Liability in Joint-Stock Companies-1: Shareholders’ Liability

Rule: Sole Liability Principle

According to the Article 329/2 of Turkish Commercial Code (“TCC”), shareholders of joint-stock companies are only responsible for the capital shares they have committed to the company.

As per Article 480/1 of TCC, no debt can be imposed on the shareholder by the articles of association other than the payment of the share price or the premium exceeding the nominal value of the share, except for the exceptions stipulated in the law.

Accordingly, a shareholder who duly fulfills the committed capital debt has no other liability towards the company. This is called the “sole liability principle”.

Exception-1: Shares with Premium (Agio)

According to Article 347 of TCC, shares cannot be issued for less than their nominal value. In order for shares to be issued for a price higher than their nominal value (shares with premium, agio), there shall be a provision in the articles of association or a general assembly resolution taken in this direction.

Since the shareholder is thus charged with a premium payment obligation exceeding the nominal value of the share, several authors in the doctrine claim that premium shares are also an exception to the sole liability principle.

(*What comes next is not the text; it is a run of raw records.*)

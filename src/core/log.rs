use crate::core::store::Store;
use crate::errors::AppResult;
use ansi_term::Colour;
use regex::Regex;
use std::sync::LazyLock;

const MAX_OP_WIDTH: usize = 60;

static ANSI_ESCAPE: LazyLock<Regex> =
    LazyLock::new(|| Regex::new(r"\x1B\[[0-9;]*[mK]").expect("valid ANSI escape regex"));

fn strip_ansi(s: &str) -> String {
    ANSI_ESCAPE.replace_all(s, "").into_owned()
}

/// Colour of an audit operation.
fn color_for_operation(op: &str) -> Colour {
    match op {
        "add" | "start" => Colour::Green,
        "del" => Colour::Red,
        "edit" | "stop" => Colour::Yellow,
        "migration_applied" => Colour::Purple,
        "init" => Colour::RGB(255, 153, 51),
        _ => Colour::White,
    }
}

/// Cut a plain string to `width` visible chars, ending in `...` when cut.
fn truncate(s: &str, width: usize) -> String {
    if s.chars().count() <= width {
        return s.to_string();
    }
    let mut out: String = s.chars().take(width.saturating_sub(3)).collect();
    out.push_str("...");
    out
}

pub struct LogLogic;

impl LogLogic {
    pub fn print_log(store: &Store) -> AppResult<()> {
        let rows = store.audit_log()?;

        if rows.is_empty() {
            println!("📜 Internal log is empty.");
            return Ok(());
        }

        let entries: Vec<(i64, String, String, String, String)> = rows
            .into_iter()
            .map(|r| {
                let date = chrono::DateTime::parse_from_rfc3339(&r.date)
                    .map(|dt| dt.format("%FT%T%:z").to_string())
                    .unwrap_or(r.date);
                let op_target = if r.target.is_empty() {
                    r.operation.clone()
                } else {
                    format!("{} ({})", r.operation, r.target)
                };
                (r.id, date, r.operation, op_target, r.message)
            })
            .collect();

        let op_w = entries
            .iter()
            .map(|(_, _, _, op_target, _)| op_target.chars().count())
            .max()
            .unwrap_or(10)
            .min(MAX_OP_WIDTH);
        let id_w = entries
            .iter()
            .map(|(id, _, _, _, _)| id.to_string().len())
            .max()
            .unwrap_or(1);
        let date_w = entries
            .iter()
            .map(|(_, date, _, _, _)| date.len())
            .max()
            .unwrap_or(10);

        println!("📜 Internal log:\n");

        for (id, date, operation, op_target, message) in entries {
            let color = color_for_operation(&operation);
            let visible = truncate(&op_target, MAX_OP_WIDTH);

            // only the operation word is coloured
            let colored = match visible.split_once(' ') {
                Some((op_word, rest)) => format!("{} {}", color.paint(op_word), rest),
                None => color.paint(visible.as_str()).to_string(),
            };
            let padding = " ".repeat(op_w.saturating_sub(strip_ansi(&colored).chars().count()));

            println!(
                "{:>id_w$}: {:<date_w$} | {}{} => {}",
                id, date, colored, padding, message
            );
        }

        Ok(())
    }
}

#[cfg(test)]
mod tests {
    use super::*;

    #[test]
    fn truncate_keeps_width() {
        assert_eq!(truncate("short", 10), "short");
        assert_eq!(truncate("abcdefghij", 8), "abcde...");
    }

    #[test]
    fn strip_removes_colour_codes() {
        let painted = Colour::Green.paint("add").to_string();
        assert_eq!(strip_ansi(&painted), "add");
    }
}
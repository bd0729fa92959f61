use clap::{Args, Parser, Subcommand};

/// Command-line interface definition for rTimeBilling
/// Track time per project and bill it at hourly rates, stored in SQLite
#[derive(Parser)]
#[command(
    name = "rtimebilling",
    version = env!("CARGO_PKG_VERSION"),
    about = "Personal time tracking with per-project hourly rates, timers and XLSX export",
    long_about = None
)]
pub struct Cli {
    /// Override the data file (useful for tests or a fixed file)
    #[arg(global = true, long = "db")]
    pub db: Option<String>,

    /// Run in test mode (no config file update)
    #[arg(global = true, long = "test", hide = true)]
    pub test: bool,

    #[command(subcommand)]
    pub command: Commands,
}

#[derive(Subcommand)]
pub enum Commands {
    /// Initialize the configuration and the current data file
    Init,

    /// Manage the configuration file (view or edit)
    Config {
        #[arg(long = "print", help = "Print the current configuration file")]
        print_config: bool,

        #[arg(long = "check", help = "Check configuration file for missing fields")]
        check: bool,

        #[arg(long = "migrate", help = "Add missing fields to the configuration file")]
        migrate: bool,

        #[arg(
            long = "edit",
            help = "Edit the configuration file (default editor: $EDITOR, or nano/notepad)"
        )]
        edit_config: bool,

        #[arg(
            long = "editor",
            help = "Specify the editor to use (vim, nano, or custom path)"
        )]
        editor: Option<String>,
    },

    /// Manage projects and their hourly rates
    Project {
        #[command(subcommand)]
        action: ProjectAction,
    },

    /// Log, list, change or remove time entries
    Entry {
        #[command(subcommand)]
        action: EntryAction,
    },

    /// Server-side stopwatches
    Timer {
        #[command(subcommand)]
        action: TimerAction,
    },

    /// Show the date x project hour matrix
    Ledger,

    /// Show hours, cost and shares per project
    Analytics {
        #[arg(long = "rebuild", help = "Recompute the derived tables first")]
        rebuild: bool,
    },

    /// Export to an XLSX workbook
    Export {
        #[arg(long, conflicts_with = "all", required_unless_present = "all")]
        project: Option<String>,

        #[arg(long, help = "Export every project into one workbook")]
        all: bool,

        #[arg(
            long,
            value_name = "FILE",
            help = "Output file (default: next to the data file)"
        )]
        file: Option<String>,

        #[arg(long, short = 'f', help = "Overwrite an existing file without asking")]
        force: bool,
    },

    /// Print the internal log table
    Log {
        #[arg(long = "print", help = "Print rows from the internal log table")]
        print: bool,
    },

    /// Serve the HTTP API
    Serve {
        #[arg(long, value_name = "ADDR", help = "Listen address (default from config)")]
        bind: Option<String>,
    },
}

#[derive(Subcommand)]
pub enum ProjectAction {
    /// List projects with their rates
    List,

    /// Create a project
    Add {
        name: String,

        #[arg(long, default_value_t = 0.0, help = "Hourly rate")]
        rate: f64,
    },

    /// Set the hourly rate of an existing project
    Rate { name: String, rate: f64 },
}

#[derive(Args)]
pub struct EntryFields {
    /// Date (YYYY-MM-DD, DD.MM.YYYY or DD/MM/YYYY)
    #[arg(long)]
    pub date: Option<String>,

    /// Start time (HH:MM)
    #[arg(long = "start")]
    pub start: Option<String>,

    /// End time (HH:MM)
    #[arg(long = "end")]
    pub end: Option<String>,

    /// Duration in hours
    #[arg(long)]
    pub duration: Option<f64>,
}

#[derive(Subcommand)]
pub enum EntryAction {
    /// Log a time entry (duration derived from start/end when omitted)
    Add {
        project: String,

        #[command(flatten)]
        fields: EntryFields,
    },

    /// List entries, newest first
    List {
        #[arg(long)]
        project: Option<String>,
    },

    /// Change an entry addressed by id or by `project|date|start|end`
    Update {
        id: String,

        #[command(flatten)]
        fields: EntryFields,
    },

    /// Remove an entry addressed by id or by `project|date|start|end`
    Del { id: String },
}

#[derive(Subcommand)]
pub enum TimerAction {
    /// Start (or restart) a timer
    Start { timer_id: String, project: String },

    /// Set the elapsed seconds of a timer
    Update { timer_id: String, elapsed: f64 },

    /// Stop a timer; it stays listed
    Stop { timer_id: String },

    /// Remove a timer
    Del { timer_id: String },

    /// List timers
    List,
}
//! Derived views, deleted and refilled after every mutation that touches
//! entries or rates. Both tables live in the same transaction as the
//! mutation that triggered the rebuild.

use crate::db::{entries, projects};
use crate::errors::AppResult;
use crate::models::{Analytics, AnalyticsRow, Ledger, LedgerRow};
use crate::utils::{ratio, round2};
use rusqlite::{Connection, params};
use std::collections::BTreeMap;

/// Label of the analytics totals row.
pub const TOTAL_LABEL: &str = "Total";

pub fn rebuild(conn: &Connection) -> AppResult<()> {
    rebuild_ledger(conn)?;
    rebuild_analytics(conn)?;
    Ok(())
}

fn rebuild_ledger(conn: &Connection) -> AppResult<()> {
    // Keyed on the normalized date so legacy rows with other date shapes land
    // in the same cell as new ones.
    let mut cells: BTreeMap<(String, String), f64> = BTreeMap::new();
    for e in entries::list_all(conn)? {
        *cells.entry((e.date, e.project)).or_insert(0.0) += e.duration;
    }

    conn.execute("DELETE FROM ledger", [])?;
    let mut stmt = conn.prepare_cached("INSERT INTO ledger (date, project, hours) VALUES (?1, ?2, ?3)")?;
    for ((date, project), hours) in &cells {
        stmt.execute(params![date, project, hours])?;
    }
    Ok(())
}

fn rebuild_analytics(conn: &Connection) -> AppResult<()> {
    let mut hours_by_project: BTreeMap<String, f64> = BTreeMap::new();
    for e in entries::list_all(conn)? {
        *hours_by_project.entry(e.project).or_insert(0.0) += e.duration;
    }

    // First pass: absolute figures per project.
    let mut rows: Vec<AnalyticsRow> = Vec::new();
    for p in projects::list(conn)? {
        let hours = hours_by_project.get(&p.name).copied().unwrap_or(0.0);
        rows.push(AnalyticsRow {
            cost: round2(hours * p.hourly_rate),
            project: p.name,
            hours,
            rate: p.hourly_rate,
            pct_hours: 0.0,
            pct_cost: 0.0,
        });
    }

    let total_hours: f64 = rows.iter().map(|r| r.hours).sum();
    let total_cost = round2(rows.iter().map(|r| r.cost).sum());

    // Second pass: shares, now that the totals are known.
    for r in &mut rows {
        r.pct_hours = ratio(r.hours, total_hours);
        r.pct_cost = ratio(r.cost, total_cost);
    }

    let total = AnalyticsRow {
        project: TOTAL_LABEL.to_string(),
        hours: total_hours,
        rate: 0.0,
        cost: total_cost,
        pct_hours: if total_hours == 0.0 { 0.0 } else { 1.0 },
        pct_cost: if total_cost == 0.0 { 0.0 } else { 1.0 },
    };

    conn.execute("DELETE FROM analytics", [])?;
    let mut stmt = conn.prepare_cached(
        "INSERT INTO analytics (position, project, hours, rate, cost, pct_hours, pct_cost, is_total)
         VALUES (?1, ?2, ?3, ?4, ?5, ?6, ?7, ?8)",
    )?;

    let n = rows.len();
    for (i, r) in rows.iter().chain(std::iter::once(&total)).enumerate() {
        stmt.execute(params![
            i as i64,
            r.project,
            r.hours,
            r.rate,
            r.cost,
            r.pct_hours,
            r.pct_cost,
            i == n
        ])?;
    }
    Ok(())
}

/// Date x project matrix. Every project is a column, even without hours.
pub fn load_ledger(conn: &Connection) -> AppResult<Ledger> {
    let names: Vec<String> = projects::list(conn)?.into_iter().map(|p| p.name).collect();

    let mut by_date: BTreeMap<String, Vec<f64>> = BTreeMap::new();
    {
        let mut stmt = conn.prepare("SELECT date, project, hours FROM ledger ORDER BY date ASC")?;
        let cells = stmt.query_map([], |row| {
            Ok((
                row.get::<_, String>(0)?,
                row.get::<_, String>(1)?,
                row.get::<_, f64>(2)?,
            ))
        })?;

        for c in cells {
            let (date, project, hours) = c?;
            let Some(col) = names.iter().position(|n| *n == project) else {
                continue;
            };
            by_date.entry(date).or_insert_with(|| vec![0.0; names.len()])[col] += hours;
        }
    }

    let rows = by_date
        .into_iter()
        .map(|(date, hours)| LedgerRow {
            total: hours.iter().sum(),
            date,
            hours,
        })
        .collect();

    Ok(Ledger {
        projects: names,
        rows,
    })
}

pub fn load_analytics(conn: &Connection) -> AppResult<Analytics> {
    let mut stmt = conn.prepare(
        "SELECT project, hours, rate, cost, pct_hours, pct_cost, is_total
         FROM analytics ORDER BY position ASC",
    )?;
    let rows = stmt.query_map([], |row| {
        Ok((
            AnalyticsRow {
                project: row.get(0)?,
                hours: row.get(1)?,
                rate: row.get(2)?,
                cost: row.get(3)?,
                pct_hours: row.get(4)?,
                pct_cost: row.get(5)?,
            },
            row.get::<_, bool>(6)?,
        ))
    })?;

    let mut out = Vec::new();
    let mut total = None;
    for r in rows {
        let (row, is_total) = r?;
        if is_total {
            total = Some(row);
        } else {
            out.push(row);
        }
    }

    Ok(Analytics {
        rows: out,
        total: total.unwrap_or_else(|| AnalyticsRow {
            project: TOTAL_LABEL.to_string(),
            hours: 0.0,
            rate: 0.0,
            cost: 0.0,
            pct_hours: 0.0,
            pct_cost: 0.0,
        }),
    })
}
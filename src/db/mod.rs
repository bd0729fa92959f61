pub mod aggregate;
pub mod entries;
pub mod initialize;
pub mod log;
pub mod migrate;
pub mod pool;
pub mod projects;
pub mod settings;
pub mod timers;

pub use pool::{DbPool, OpenMode};
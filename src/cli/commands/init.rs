use crate::cli::parser::Cli;
use crate::config::Config;
use crate::core::Store;
use crate::errors::AppResult;

/// Handle the `init` command
///
/// This initializes:
///  - the config directory and file (skipped in test mode)
///  - the data directory
///  - the current data file with all pending migrations
pub fn handle(cli: &Cli) -> AppResult<()> {
    let cfg = Config::init_all(cli.db.clone(), cli.test)?;
    let store = Store::from_config(&cfg);

    println!("⚙️  Initializing rTimeBilling…");
    println!("📄 Config file : {}", Config::config_file().display());
    println!("🗄️  Data file   : {}", store.path().display());

    let path = store.init()?;

    println!("✅ Data file initialized at {}", path.display());
    println!("🎉 rTimeBilling initialization completed!");
    Ok(())
}
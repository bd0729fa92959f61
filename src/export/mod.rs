// src/export/mod.rs

mod all;
mod formats;
mod fs_utils;
pub mod logic;
mod project;
pub mod sheet_names;

pub use all::OVERVIEW_SHEET;
pub use logic::{ExportLogic, ExportedWorkbook};
pub use project::{ANALYTICS_SHEET, ENTRIES_SHEET, SUMMARY_SHEET};

use crate::ui::messages::success;
use crate::utils::date::export_stamp;
use crate::utils::path::file_name_safe;
use chrono::NaiveDate;
use std::path::Path;

/// Common completion message for exports.
pub(crate) fn notify_export_success(label: &str, path: &Path) {
    success(format!("{label} export completed: {}", path.display()));
}

/// What goes into a workbook.
#[derive(Debug, Clone, PartialEq, Eq)]
pub enum ExportTarget {
    Project(String),
    All,
}

/// `MM-YYYY-<project|all-projects>.xlsx`
pub fn file_name(target: &ExportTarget, date: NaiveDate) -> String {
    let suffix = match target {
        ExportTarget::Project(name) => file_name_safe(name),
        ExportTarget::All => "all-projects".to_string(),
    };
    format!("{}-{}.xlsx", export_stamp(date), suffix)
}
//! Terminal feedback for the person running a command.
//! Diagnostics go through `tracing`; nothing here is meant for log files.

use ansi_term::{Colour, Style};
use std::fmt;

#[derive(Debug, Clone, Copy, PartialEq, Eq)]
enum Level {
    Info,
    Success,
    Warning,
    Error,
}

impl Level {
    fn icon(self) -> &'static str {
        match self {
            Level::Info => "ℹ️",
            Level::Success => "✅",
            Level::Warning => "⚠️",
            Level::Error => "❌",
        }
    }

    fn style(self) -> Style {
        let colour = match self {
            Level::Info => Colour::Blue,
            Level::Success => Colour::Green,
            Level::Warning => Colour::Yellow,
            Level::Error => Colour::Red,
        };
        colour.bold()
    }
}

fn render(level: Level, msg: impl fmt::Display) -> String {
    format!("{} {msg}", level.style().paint(level.icon()))
}

pub fn info<T: fmt::Display>(msg: T) {
    println!("{}", render(Level::Info, msg));
}

pub fn success<T: fmt::Display>(msg: T) {
    println!("{}", render(Level::Success, msg));
}

pub fn warning<T: fmt::Display>(msg: T) {
    println!("{}", render(Level::Warning, msg));
}

/// Errors go to stderr so piped table output stays clean.
pub fn error<T: fmt::Display>(msg: T) {
    eprintln!("{}", render(Level::Error, msg));
}

/// Title line above a report table.
pub fn header<T: fmt::Display>(msg: T) {
    let title = format!("== {msg} ==");
    println!("{}\n", Level::Info.style().paint(title));
}

#[cfg(test)]
mod tests {
    use super::*;

    #[test]
    fn message_ends_with_plain_text() {
        let line = render(Level::Warning, "Timer 't1' not found");
        assert!(line.contains("⚠️"));
        assert!(line.ends_with(" Timer 't1' not found"));
    }
}
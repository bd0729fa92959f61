use crate::errors::{AppError, AppResult};
use crate::utils::path::expand_tilde;
use serde::{Deserialize, Serialize};
use std::env;
use std::fs;
use std::path::PathBuf;

pub mod migrate;

#[derive(Debug, Clone, Serialize, Deserialize)]
pub struct Config {
    /// Directory holding one data file per calendar month.
    #[serde(default = "default_data_dir")]
    pub data_dir: String,
    #[serde(default = "default_file_prefix")]
    pub file_prefix: String,
    /// Fixed data file; when set the monthly layout is bypassed.
    #[serde(default)]
    pub database: Option<String>,
    /// Create unknown projects (rate 0) when an entry or timer names them.
    #[serde(default = "default_auto_create")]
    pub auto_create_project: bool,
    #[serde(default = "default_currency")]
    pub currency: String,
    #[serde(default = "default_bind_address")]
    pub bind_address: String,
}

fn default_data_dir() -> String {
    Config::config_dir()
        .join("data")
        .to_string_lossy()
        .to_string()
}
fn default_file_prefix() -> String {
    "time-tracking".to_string()
}
fn default_auto_create() -> bool {
    true
}
fn default_currency() -> String {
    "EUR".to_string()
}
fn default_bind_address() -> String {
    "127.0.0.1:3000".to_string()
}

impl Default for Config {
    fn default() -> Self {
        Self {
            data_dir: default_data_dir(),
            file_prefix: default_file_prefix(),
            database: None,
            auto_create_project: default_auto_create(),
            currency: default_currency(),
            bind_address: default_bind_address(),
        }
    }
}

impl Config {
    /// Return the standard configuration directory depending on the platform
    pub fn config_dir() -> PathBuf {
        if cfg!(target_os = "windows") {
            let appdata = env::var("APPDATA").unwrap_or_else(|_| ".".to_string());
            PathBuf::from(appdata).join("rtimebilling")
        } else {
            let home = env::var("HOME").unwrap_or_else(|_| ".".to_string());
            PathBuf::from(home).join(".rtimebilling")
        }
    }

    /// Return the full path of the config file
    pub fn config_file() -> PathBuf {
        Self::config_dir().join("rtimebilling.conf")
    }

    pub fn data_dir_path(&self) -> PathBuf {
        expand_tilde(&self.data_dir)
    }

    /// Load configuration from file, or return defaults if not found
    pub fn load() -> AppResult<Self> {
        let path = Self::config_file();

        if !path.exists() {
            return Ok(Self::default());
        }

        let content = fs::read_to_string(&path).map_err(|_| AppError::ConfigLoad)?;
        serde_yaml::from_str(&content)
            .map_err(|e| AppError::Config(format!("{}: {}", path.display(), e)))
    }

    pub fn save(&self) -> AppResult<()> {
        fs::create_dir_all(Self::config_dir()).map_err(|_| AppError::ConfigSave)?;
        let yaml = serde_yaml::to_string(self).map_err(|e| AppError::Config(e.to_string()))?;
        fs::write(Self::config_file(), yaml).map_err(|_| AppError::ConfigSave)
    }

    /// Initialize configuration and data directory.
    /// In test mode the config file is left untouched.
    pub fn init_all(custom_db: Option<String>, is_test: bool) -> AppResult<Self> {
        let mut config = Self::load()?;

        if let Some(db) = custom_db {
            config.database = Some(db);
        }

        fs::create_dir_all(config.data_dir_path())?;

        if !is_test {
            config.save()?;
        }

        Ok(config)
    }
}
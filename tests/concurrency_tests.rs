use rtimebilling::errors::AppError;
use std::sync::Arc;
use std::thread;

mod common;
use common::{entry, test_store};

const WRITERS: usize = 8;
const PER_WRITER: usize = 20;

#[test]
fn parallel_writers_on_one_store_all_succeed() {
    let store = Arc::new(test_store("concurrent_writers"));
    store.add_project("Acme", Some(60.0)).unwrap();

    let handles: Vec<_> = (0..WRITERS)
        .map(|w| {
            let store = Arc::clone(&store);
            thread::spawn(move || {
                (0..PER_WRITER)
                    .map(|i| {
                        let start = format!("{w:02}:{:02}", i * 2);
                        let end = format!("{w:02}:{:02}", i * 2 + 1);
                        store.save_entry(&entry("Acme", "2025-06-01", &start, &end, 0.25))
                    })
                    .collect::<Vec<_>>()
            })
        })
        .collect();

    for handle in handles {
        for result in handle.join().unwrap() {
            match result {
                Ok(_) => {}
                Err(AppError::FileLocked) => panic!("writer saw its own store as locked"),
                Err(e) => panic!("save failed: {e}"),
            }
        }
    }

    assert_eq!(store.all_entries().unwrap().len(), WRITERS * PER_WRITER);

    // derived tables saw every commit
    let analytics = store.analytics().unwrap();
    assert_eq!(analytics.row("Acme").unwrap().cost, 0.25 * 60.0 * 160.0);
}

#[test]
fn reads_keep_working_while_a_timer_ticks() {
    let store = test_store("concurrent_timer_reads");
    store.start_timer("t1", "Acme").unwrap();

    // clones share the underlying connection
    let ticker = {
        let store = store.clone();
        thread::spawn(move || {
            for tick in 1..=50 {
                store.update_timer("t1", f64::from(tick)).unwrap();
            }
        })
    };
    let reader = {
        let store = store.clone();
        thread::spawn(move || {
            for _ in 0..50 {
                let timers = store.timers().unwrap();
                assert_eq!(timers.len(), 1);
                store.ledger().unwrap();
            }
        })
    };

    ticker.join().unwrap();
    reader.join().unwrap();

    assert_eq!(store.timers().unwrap()[0].elapsed_time, 50.0);
}
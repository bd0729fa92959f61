use rtimebilling::StorePolicy;
use rtimebilling::errors::AppError;

mod common;
use common::{store_with_policy, test_store};

#[test]
fn timer_lifecycle() {
    let store = test_store("timer_lifecycle");

    let started = store.start_timer("t1", "Acme").unwrap();
    assert!(started.is_running);
    assert_eq!(started.elapsed_time, 0.0);
    assert_eq!(started.project, "Acme");
    assert!(chrono::DateTime::parse_from_rfc3339(&started.start_time).is_ok());
    assert_eq!(store.timers().unwrap().len(), 1);

    let updated = store.update_timer("t1", 120.0).unwrap().unwrap();
    assert_eq!(updated.elapsed_time, 120.0);
    assert!(updated.is_running);

    let stopped = store.stop_timer("t1").unwrap().unwrap();
    assert!(!stopped.is_running);
    assert_eq!(stopped.elapsed_time, 120.0);

    let listed = store.timers().unwrap();
    assert_eq!(listed.len(), 1);
    assert!(!listed[0].is_running);

    assert!(store.delete_timer("t1").unwrap());
    assert!(store.timers().unwrap().is_empty());

    assert_eq!(store.update_timer("t1", 5.0).unwrap(), None);
    assert_eq!(store.stop_timer("t1").unwrap(), None);
    assert!(!store.delete_timer("t1").unwrap());
}

#[test]
fn restart_resets_the_timer() {
    let store = test_store("timer_restart");

    store.start_timer("t1", "Acme").unwrap();
    store.update_timer("t1", 300.0).unwrap();
    store.stop_timer("t1").unwrap();

    let restarted = store.start_timer("t1", "Globex").unwrap();
    assert!(restarted.is_running);
    assert_eq!(restarted.elapsed_time, 0.0);
    assert_eq!(restarted.project, "Globex");
    assert_eq!(store.timers().unwrap().len(), 1);
}

#[test]
fn timer_auto_creates_its_project() {
    let store = test_store("timer_auto_create");
    store.start_timer("t1", "Fresh").unwrap();

    let projects = store.list_projects().unwrap();
    assert_eq!(projects.len(), 1);
    assert_eq!(projects[0].name, "Fresh");
    assert!(store.analytics().unwrap().row("Fresh").is_some());
}

#[test]
fn timer_on_unknown_project_fails_when_auto_create_is_off() {
    let store = store_with_policy(
        "timer_auto_create_off",
        StorePolicy {
            auto_create_project: false,
        },
    );

    assert!(matches!(
        store.start_timer("t1", "Ghost"),
        Err(AppError::NotFound(_))
    ));
    assert!(store.timers().unwrap().is_empty());
}

#[test]
fn elapsed_time_must_be_non_negative() {
    let store = test_store("timer_negative_elapsed");
    store.start_timer("t1", "Acme").unwrap();

    assert!(matches!(
        store.update_timer("t1", -1.0),
        Err(AppError::Validation(_))
    ));
    assert!(matches!(
        store.update_timer("t1", f64::NAN),
        Err(AppError::Validation(_))
    ));
}

#[test]
fn timers_are_ordered_by_start_time() {
    let store = test_store("timer_order");
    store.start_timer("b", "Acme").unwrap();
    std::thread::sleep(std::time::Duration::from_millis(5));
    store.start_timer("a", "Acme").unwrap();

    let ids: Vec<String> = store.timers().unwrap().into_iter().map(|t| t.timer_id).collect();
    assert_eq!(ids, ["b", "a"]);
}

Exception-2: Secondary Liabilities

The legal exception to the sole liability principle in joint stock companies is secondary liabilities. Pursuant to Article 480/4 of TCC, in cases where the transfer of shares are subject to the approval of the company, the articles of association may impose upon shareholders, in addition to the obligation arising from the capital commitment, the obligation to fulfill non-monetary liabilities.

In this respect, the legal liability of the shareholder may arise within the scope of secondary liabilities. Secondary liabilities shall be included in the articles of association.

Non-Liability for Private and Public Debts

According to the Article 329/1 of TCC, a joint stock company is a company whose capital is certain and divided into shares, and is liable for its debts only with its assets.

In parallel with the sole liability principle, joint stock company shareholders are not liable for the private debts and public debts of the joint stock company as a rule. The company will be liable for these debts with its own assets.